UncompressedCache Hit Rate %	The cache is part of the memory total.	A large uncompressed cache lifts both the hit rate and the memory baseline; trimming it frees headroom at the cost of some cache benefit.

Reconciling against the source

Where to look in ClickHouse itself:

SELECT value FROM system.metrics WHERE metric = 'MemoryTracking' for the live tracked-bytes numerator (use formatReadableSize(value) to make it human-readable). SELECT * FROM system.settings WHERE name IN ('max_server_memory_usage','max_server_memory_usage_to_ram_ratio') for the ceiling that forms the denominator. SELECT query, formatReadableSize(memory_usage) FROM system.processes ORDER BY memory_usage DESC to see which live queries are holding the memory right now. system.asynchronous_metrics (OSMemoryTotal, MemoryResident) for the OS-level view, to compare ClickHouse’s tracked figure against the process RSS. ClickHouse Cloud: the service monitoring view exposes memory utilisation against the service tier’s allocated ceiling.

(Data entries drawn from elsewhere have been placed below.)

use std::path::Path;

use thiserror::Error;

use super::image::Image;

#[derive(Error, Debug)]
pub enum ImageWriteError {
    #[error("failed to encode image: {0}")]
    Encode(#[from] image::ImageError),

    #[error("I/O error: {0}")]
    Io(#[from] std::io::Error),

    #[error("image buffer does not match {width}x{height}")]
    BufferSize { width: u32, height: u32 },
}

/// Persists a finished image.
pub trait ImageWriter {
    fn write(&self, image: &Image, path: &Path) -> Result<(), ImageWriteError>;
}

/// Writes through the `image` crate; the encoding follows the file extension
/// (`.png`, `.bmp`).
#[derive(Debug, Default, Clone, Copy)]
pub struct ImageFileWriter;

impl ImageWriter for ImageFileWriter {
    fn write(&self, img: &Image, path: &Path) -> Result<(), ImageWriteError> {
        let (width, height) = (img.width(), img.height());
        let buf = image::RgbImage::from_raw(width, height, img.as_bytes().to_vec())
            .ok_or(ImageWriteError::BufferSize { width, height })?;

        if let Some(parent) = path.parent().filter(|p| !p.as_os_str().is_empty()) {
            std::fs::create_dir_all(parent)?;
        }

        buf.save(path)?;
        log::debug!("wrote {width}x{height} image to {}", path.display());
        Ok(())
    }
}
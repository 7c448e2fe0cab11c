//! Render loop and image output.
//!
//! The [`Renderer`] packs the scene data model into the device layout (see
//! [`pack`]), drives a [`ComputeBackend`](crate::device::ComputeBackend)
//! through the sample passes, and tone maps the read-back accumulator into an
//! 8-bit [`Image`].

mod error;
mod image;
pub mod pack;
mod renderer;
mod writer;

pub use error::{RenderError, RenderResult};
pub use image::{tone_map_channel, Image, RadianceBuffer, CHANNELS};
pub use renderer::Renderer;
pub use writer::{ImageFileWriter, ImageWriteError, ImageWriter};
use std::{fmt, str::FromStr};

use chrono::NaiveDate;
use serde::{Deserialize, Serialize};

use crate::error::DomainError;

macro_rules! id_newtype {
    ($name:ident) => {
        #[derive(Debug, Clone, Copy, PartialEq, Eq, Hash, Serialize, Deserialize)]
        pub struct $name(pub i64);
    };
}

id_newtype!(NewsItemId);

#[derive(Debug, Clone, Copy, PartialEq, Eq, Hash, Serialize, Deserialize)]
#[serde(rename_all = "snake_case")]
pub enum NewsCategory {
    Government,
    Research,
    Weather,
}

impl NewsCategory {
    pub const ALL: [NewsCategory; 3] = [
        NewsCategory::Government,
        NewsCategory::Research,
        NewsCategory::Weather,
    ];

    pub fn as_str(self) -> &'static str {
        match self {
            NewsCategory::Government => "government",
            NewsCategory::Research => "research",
            NewsCategory::Weather => "weather",
        }
    }

    /// Badge text shown on a card, e.g. `Government`.
    pub fn badge(self) -> &'static str {
        match self {
            NewsCategory::Government => "Government",
            NewsCategory::Research => "Research",
            NewsCategory::Weather => "Weather",
        }
    }
}

impl fmt::Display for NewsCategory {
    fn fmt(&self, f: &mut fmt::Formatter<'_>) -> fmt::Result {
        f.write_str(self.as_str())
    }
}

/// Category selector state of the updates view.
#[derive(Debug, Clone, Copy, PartialEq, Eq, Hash, Default, Serialize, Deserialize)]
#[serde(rename_all = "snake_case")]
pub enum CategoryFilter {
    #[default]
    All,
    Government,
    Research,
    Weather,
}

impl CategoryFilter {
    pub const OPTIONS: [CategoryFilter; 4] = [
        CategoryFilter::All,
        CategoryFilter::Government,
        CategoryFilter::Research,
        CategoryFilter::Weather,
    ];

    pub fn matches(self, category: NewsCategory) -> bool {
        match self {
            CategoryFilter::All => true,
            CategoryFilter::Government => category == NewsCategory::Government,
            CategoryFilter::Research => category == NewsCategory::Research,
            CategoryFilter::Weather => category == NewsCategory::Weather,
        }
    }

    pub fn label(self) -> &'static str {
        match self {
            CategoryFilter::All => "All Updates",
            CategoryFilter::Government => "Government Schemes",
            CategoryFilter::Research => "Research & Innovation",
            CategoryFilter::Weather => "Weather Updates",
        }
    }

    pub fn as_str(self) -> &'static str {
        match self {
            CategoryFilter::All => "all",
            CategoryFilter::Government => "government",
            CategoryFilter::Research => "research",
            CategoryFilter::Weather => "weather",
        }
    }
}

impl From<NewsCategory> for CategoryFilter {
    fn from(value: NewsCategory) -> Self {
        match value {
            NewsCategory::Government => CategoryFilter::Government,
            NewsCategory::Research => CategoryFilter::Research,
            NewsCategory::Weather => CategoryFilter::Weather,
        }
    }
}

impl FromStr for CategoryFilter {
    type Err = DomainError;

    fn from_str(s: &str) -> Result<Self, Self::Err> {
        match s.trim().to_ascii_lowercase().as_str() {
            "all" => Ok(CategoryFilter::All),
            "government" => Ok(CategoryFilter::Government),
            "research" => Ok(CategoryFilter::Research),
            "weather" => Ok(CategoryFilter::Weather),
            _ => Err(DomainError::UnknownCategory(s.to_string())),
        }
    }
}

impl fmt::Display for CategoryFilter {
    fn fmt(&self, f: &mut fmt::Formatter<'_>) -> fmt::Result {
        f.write_str(self.as_str())
    }
}

#[derive(Debug, Clone, PartialEq, Eq, Serialize, Deserialize)]
pub struct NewsItem {
    pub id: NewsItemId,
    pub title: String,
    pub description: String,
    pub date: NaiveDate,
    pub author: String,
    pub category: NewsCategory,
}

/// Latitude/longitude pair in degrees.
#[derive(Debug, Clone, Copy, PartialEq, Serialize, Deserialize)]
pub struct Coordinate {
    pub lat: f64,
    pub lng: f64,
}

impl Coordinate {
    pub fn new(lat: f64, lng: f64) -> Result<Self, DomainError> {
        if !(-90.0..=90.0).contains(&lat) || !(-180.0..=180.0).contains(&lng) {
            return Err(DomainError::InvalidCoordinate { lat, lng });
        }
        Ok(Self { lat, lng })
    }
}

impl FromStr for Coordinate {
    type Err = DomainError;

    fn from_str(s: &str) -> Result<Self, Self::Err> {
        let (lat, lng) = s
            .split_once(',')
            .ok_or_else(|| DomainError::InvalidRegion(format!("expected 'lat,lng', got '{s}'")))?;
        let lat = lat
            .trim()
            .parse::<f64>()
            .map_err(|err| DomainError::InvalidRegion(format!("bad latitude '{lat}': {err}")))?;
        let lng = lng
            .trim()
            .parse::<f64>()
            .map_err(|err| DomainError::InvalidRegion(format!("bad longitude '{lng}': {err}")))?;
        Coordinate::new(lat, lng)
    }
}

/// User-drawn polygon. An empty region means nothing is selected.
#[derive(Debug, Clone, PartialEq, Default, Serialize, Deserialize)]
#[serde(transparent)]
pub struct Region(Vec<Coordinate>);

impl Region {
    pub fn new(points: Vec<Coordinate>) -> Self {
        Self(points)
    }

    pub fn empty() -> Self {
        Self::default()
    }

    pub fn points(&self) -> &[Coordinate] {
        &self.0
    }

    pub fn len(&self) -> usize {
        self.0.len()
    }

    pub fn is_empty(&self) -> bool {
        self.0.is_empty()
    }
}

impl From<Vec<Coordinate>> for Region {
    fn from(points: Vec<Coordinate>) -> Self {
        Self(points)
    }
}

/// Parses `lat,lng;lat,lng;...`. Blank input yields the empty region.
impl FromStr for Region {
    type Err = DomainError;

    fn from_str(s: &str) -> Result<Self, Self::Err> {
        s.split(';')
            .map(str::trim)
            .filter(|part| !part.is_empty())
            .map(Coordinate::from_str)
            .collect::<Result<Vec<_>, _>>()
            .map(Region)
    }
}

/// NDVI value, guaranteed to lie in `[0.0, 1.0]`.
#[derive(Debug, Clone, Copy, PartialEq, PartialOrd, Serialize, Deserialize)]
#[serde(try_from = "f64", into = "f64")]
pub struct VegetationMetric(f64);

impl VegetationMetric {
    pub fn new(value: f64) -> Result<Self, DomainError> {
        if !(0.0..=1.0).contains(&value) {
            return Err(DomainError::InvalidMetric(value));
        }
        Ok(Self(value))
    }

    /// Pulls a finite value into range; NaN maps to zero.
    pub fn clamped(value: f64) -> Self {
        if value.is_nan() {
            return Self(0.0);
        }
        Self(value.clamp(0.0, 1.0))
    }

    pub fn value(self) -> f64 {
        self.0
    }
}

impl TryFrom<f64> for VegetationMetric {
    type Error = DomainError;

    fn try_from(value: f64) -> Result<Self, Self::Error> {
        Self::new(value)
    }
}

impl From<VegetationMetric> for f64 {
    fn from(value: VegetationMetric) -> Self {
        value.0
    }
}

impl fmt::Display for VegetationMetric {
    fn fmt(&self, f: &mut fmt::Formatter<'_>) -> fmt::Result {
        write!(f, "{:.2}", self.0)
    }
}

#[derive(Debug, Clone, Copy, PartialEq, Eq, Hash, Serialize, Deserialize)]
#[serde(rename_all = "snake_case")]
pub enum VegetationStatus {
    Poor,
    Fair,
    Good,
    VeryGood,
    Excellent,
}

impl VegetationStatus {
    pub fn label(self) -> &'static str {
        match self {
            VegetationStatus::Poor => "Poor",
            VegetationStatus::Fair => "Fair",
            VegetationStatus::Good => "Good",
            VegetationStatus::VeryGood => "Very Good",
            VegetationStatus::Excellent => "Excellent",
        }
    }
}

impl fmt::Display for VegetationStatus {
    fn fmt(&self, f: &mut fmt::Formatter<'_>) -> fmt::Result {
        f.write_str(self.label())
    }
}

/// Five-step color scale, red through dark green.
#[derive(Debug, Clone, Copy, PartialEq, Eq, Hash, PartialOrd, Ord, Serialize, Deserialize)]
#[serde(rename_all = "snake_case")]
pub enum ColorBand {
    Red = 1,
    Orange = 2,
    Yellow = 3,
    LightGreen = 4,
    DarkGreen = 5,
}

impl ColorBand {
    pub fn id(self) -> u8 {
        self as u8
    }

    pub fn hex(self) -> &'static str {
        match self {
            ColorBand::Red => "#d73027",
            ColorBand::Orange => "#fc8d59",
            ColorBand::Yellow => "#fee08b",
            ColorBand::LightGreen => "#91cf60",
            ColorBand::DarkGreen => "#1a9850",
        }
    }
}

impl From<VegetationStatus> for ColorBand {
    fn from(status: VegetationStatus) -> Self {
        match status {
            VegetationStatus::Poor => ColorBand::Red,
            VegetationStatus::Fair => ColorBand::Orange,
            VegetationStatus::Good => ColorBand::Yellow,
            VegetationStatus::VeryGood => ColorBand::LightGreen,
            VegetationStatus::Excellent => ColorBand::DarkGreen,
        }
    }
}

#[derive(Debug, Clone, Copy, PartialEq, Serialize, Deserialize)]
pub struct MetricReading {
    pub metric: VegetationMetric,
    pub status: VegetationStatus,
    pub band: ColorBand,
}

#[cfg(test)]
#[path = "tests/domain_tests.rs"]
mod tests;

Why our number may legitimately differ from a manual read:

Reason	Direction	Why
Tracked vs RSS	Either direction	The card uses `MemoryTracking` (ClickHouse’s accounting), not OS `RSS`. The two differ because of untracked allocations, allocator overhead, and freed-but-not-returned pages. A glance at `top` will not match exactly.
Denominator choice	Different %	If `max_server_memory_usage = 0`, the card uses the derived effective limit (RAM x ratio). A manual division by the literal `0` setting is meaningless; ours uses the real enforced ceiling.
Sampling instant	Marginal	Memory moves fast under concurrent load. The card’s sample and a hand-run query are taken milliseconds apart and can differ during a spike.
Per-node vs cluster	Vortex IQ shows busiest node	The metric is node-local; the card surfaces the highest node so the gauge reflects the most at-risk member, which may be higher than the node you happen to query.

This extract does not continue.